# PROBLEM DETAILS
In full and without alteration, write out the data below.

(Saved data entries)
== == ==

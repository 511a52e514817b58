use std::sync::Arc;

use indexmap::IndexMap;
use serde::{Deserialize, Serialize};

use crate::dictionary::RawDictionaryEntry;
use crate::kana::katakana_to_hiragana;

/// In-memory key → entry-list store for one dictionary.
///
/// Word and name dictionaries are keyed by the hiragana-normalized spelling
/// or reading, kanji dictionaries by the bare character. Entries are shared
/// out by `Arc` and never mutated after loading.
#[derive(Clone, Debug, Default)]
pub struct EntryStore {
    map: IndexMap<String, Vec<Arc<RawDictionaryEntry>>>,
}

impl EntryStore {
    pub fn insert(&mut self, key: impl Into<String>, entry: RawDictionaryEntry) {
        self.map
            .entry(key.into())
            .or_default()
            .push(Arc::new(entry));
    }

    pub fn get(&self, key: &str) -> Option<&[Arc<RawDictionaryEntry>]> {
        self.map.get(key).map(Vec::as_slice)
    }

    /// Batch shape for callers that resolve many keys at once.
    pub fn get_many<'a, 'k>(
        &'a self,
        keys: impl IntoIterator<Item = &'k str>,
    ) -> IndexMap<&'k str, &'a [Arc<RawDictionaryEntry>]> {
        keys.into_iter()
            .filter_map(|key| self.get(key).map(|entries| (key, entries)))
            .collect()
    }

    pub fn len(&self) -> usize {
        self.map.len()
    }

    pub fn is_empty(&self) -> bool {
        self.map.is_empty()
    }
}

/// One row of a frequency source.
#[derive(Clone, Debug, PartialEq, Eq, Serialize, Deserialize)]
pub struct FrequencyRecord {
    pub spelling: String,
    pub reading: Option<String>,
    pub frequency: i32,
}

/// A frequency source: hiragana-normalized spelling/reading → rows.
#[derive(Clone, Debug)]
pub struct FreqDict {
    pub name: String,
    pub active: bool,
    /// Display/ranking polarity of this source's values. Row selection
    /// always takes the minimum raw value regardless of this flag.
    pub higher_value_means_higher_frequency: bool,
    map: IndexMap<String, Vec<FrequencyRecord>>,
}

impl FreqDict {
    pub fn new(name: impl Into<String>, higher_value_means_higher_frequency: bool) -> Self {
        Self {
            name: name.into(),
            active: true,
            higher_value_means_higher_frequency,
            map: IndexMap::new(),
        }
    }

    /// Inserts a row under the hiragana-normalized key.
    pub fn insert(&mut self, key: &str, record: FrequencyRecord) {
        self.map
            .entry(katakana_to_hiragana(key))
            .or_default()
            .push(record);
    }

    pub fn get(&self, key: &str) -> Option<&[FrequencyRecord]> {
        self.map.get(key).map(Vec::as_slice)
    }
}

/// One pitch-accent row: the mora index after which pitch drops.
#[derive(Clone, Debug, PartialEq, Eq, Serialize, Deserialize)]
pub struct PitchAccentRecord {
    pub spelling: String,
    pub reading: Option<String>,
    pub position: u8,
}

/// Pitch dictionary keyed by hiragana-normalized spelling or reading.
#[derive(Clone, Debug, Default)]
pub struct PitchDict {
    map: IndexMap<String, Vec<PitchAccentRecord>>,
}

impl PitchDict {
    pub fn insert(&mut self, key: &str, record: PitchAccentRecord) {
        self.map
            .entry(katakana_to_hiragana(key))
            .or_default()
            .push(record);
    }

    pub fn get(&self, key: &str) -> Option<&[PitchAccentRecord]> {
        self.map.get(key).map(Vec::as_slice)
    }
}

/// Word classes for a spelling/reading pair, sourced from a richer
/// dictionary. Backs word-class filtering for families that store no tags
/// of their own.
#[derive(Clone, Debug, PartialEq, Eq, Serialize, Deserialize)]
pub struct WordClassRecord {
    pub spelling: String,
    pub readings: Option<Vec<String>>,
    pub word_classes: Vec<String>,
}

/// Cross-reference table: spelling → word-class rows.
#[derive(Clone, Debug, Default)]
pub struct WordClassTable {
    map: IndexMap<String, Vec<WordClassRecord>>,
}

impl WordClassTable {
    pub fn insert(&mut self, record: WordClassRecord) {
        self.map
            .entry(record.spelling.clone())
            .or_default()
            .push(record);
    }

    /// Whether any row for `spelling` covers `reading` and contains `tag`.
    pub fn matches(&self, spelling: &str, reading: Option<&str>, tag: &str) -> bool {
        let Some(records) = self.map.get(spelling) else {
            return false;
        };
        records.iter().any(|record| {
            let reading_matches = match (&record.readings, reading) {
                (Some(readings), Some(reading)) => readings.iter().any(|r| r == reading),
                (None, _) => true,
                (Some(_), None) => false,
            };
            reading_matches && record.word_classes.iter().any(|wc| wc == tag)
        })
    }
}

== == ==

# RESPONSE BOX
repository 511a52e514817b58
use std::sync::Arc;

use indexmap::IndexMap;
use serde::{Deserialize, Serialize};

use crate::dictionary::RawDictionaryEntry;
use crate::kana::katakana_to_hiragana;

/// In-memory key → entry-list store for one dictionary.
///
/// Word and name dictionaries are keyed by the hiragana-normalized spelling
/// or reading, kanji dictionaries by the bare character. Entries are shared
/// out by `Arc` and never mutated after loading.
#[derive(Clone, Debug, Default)]
pub struct EntryStore {
    map: IndexMap<String, Vec<Arc<RawDictionaryEntry>>>,
}

impl EntryStore {
    pub fn insert(&mut self, key: impl Into<String>, entry: RawDictionaryEntry) {
        self.map
            .entry(key.into())
            .or_default()
            .push(Arc::new(entry));
    }

    pub fn get(&self, key: &str) -> Option<&[Arc<RawDictionaryEntry>]> {
        self.map.get(key).map(Vec::as_slice)
    }

    /// Batch shape for callers that resolve many keys at once.
    pub fn get_many<'a, 'k>(
        &'a self,
        keys: impl IntoIterator<Item = &'k str>,
    ) -> IndexMap<&'k str, &'a [Arc<RawDictionaryEntry>]> {
        keys.into_iter()
            .filter_map(|key| self.get(key).map(|entries| (key, entries)))
            .collect()
    }

    pub fn len(&self) -> usize {
        self.map.len()
    }

    pub fn is_empty(&self) -> bool {
        self.map.is_empty()
    }
}

/// One row of a frequency source.
#[derive(Clone, Debug, PartialEq, Eq, Serialize, Deserialize)]
pub struct FrequencyRecord {
    pub spelling: String,
    pub reading: Option<String>,
    pub frequency: i32,
}

/// A frequency source: hiragana-normalized spelling/reading → rows.
#[derive(Clone, Debug)]
pub struct FreqDict {
    pub name: String,
    pub active: bool,
    /// Display/ranking polarity of this source's values. Row selection
    /// always takes the minimum raw value regardless of this flag.
    pub higher_value_means_higher_frequency: bool,
    map: IndexMap<String, Vec<FrequencyRecord>>,
}

impl FreqDict {
    pub fn new(name: impl Into<String>, higher_value_means_higher_frequency: bool) -> Self {
        Self {
            name: name.into(),
            active: true,
            higher_value_means_higher_frequency,
            map: IndexMap::new(),
        }
    }

    /// Inserts a row under the hiragana-normalized key.
    pub fn insert(&mut self, key: &str, record: FrequencyRecord) {
        self.map
            .entry(katakana_to_hiragana(key))
            .or_default()
            .push(record);
    }

    pub fn get(&self, key: &str) -> Option<&[FrequencyRecord]> {
        self.map.get(key).map(Vec::as_slice)
    }
}

/// One pitch-accent row: the mora index after which pitch drops.
#[derive(Clone, Debug, PartialEq, Eq, Serialize, Deserialize)]
pub struct PitchAccentRecord {
    pub spelling: String,
    pub reading: Option<String>,
    pub position: u8,
}

/// Pitch dictionary keyed by hiragana-normalized spelling or reading.
#[derive(Clone, Debug, Default)]
pub struct PitchDict {
    map: IndexMap<String, Vec<PitchAccentRecord>>,
}

impl PitchDict {
    pub fn insert(&mut self, key: &str, record: PitchAccentRecord) {
        self.map
            .entry(katakana_to_hiragana(key))
            .or_default()
            .push(record);
    }

    pub fn get(&self, key: &str) -> Option<&[PitchAccentRecord]> {
        self.map.get(key).map(Vec::as_slice)
    }
}

/// Word classes for a spelling/reading pair, sourced from a richer
/// dictionary. Backs word-class filtering for families that store no tags
/// of their own.
#[derive(Clone, Debug, PartialEq, Eq, Serialize, Deserialize)]
pub struct WordClassRecord {
    pub spelling: String,
    pub readings: Option<Vec<String>>,
    pub word_classes: Vec<String>,
}

/// Cross-reference table: spelling → word-class rows.
#[derive(Clone, Debug, Default)]
pub struct WordClassTable {
    map: IndexMap<String, Vec<WordClassRecord>>,
}

impl WordClassTable {
    pub fn insert(&mut self, record: WordClassRecord) {
        self.map
            .entry(record.spelling.clone())
            .or_default()
            .push(record);
    }

    /// Whether any row for `spelling` covers `reading` and contains `tag`.
    pub fn matches(&self, spelling: &str, reading: Option<&str>, tag: &str) -> bool {
        let Some(records) = self.map.get(spelling) else {
            return false;
        };
        records.iter().any(|record| {
            let reading_matches = match (&record.readings, reading) {
                (Some(readings), Some(reading)) => readings.iter().any(|r| r == reading),
                (None, _) => true,
                (Some(_), None) => false,
            };
            reading_matches && record.word_classes.iter().any(|wc| wc == tag)
        })
    }
}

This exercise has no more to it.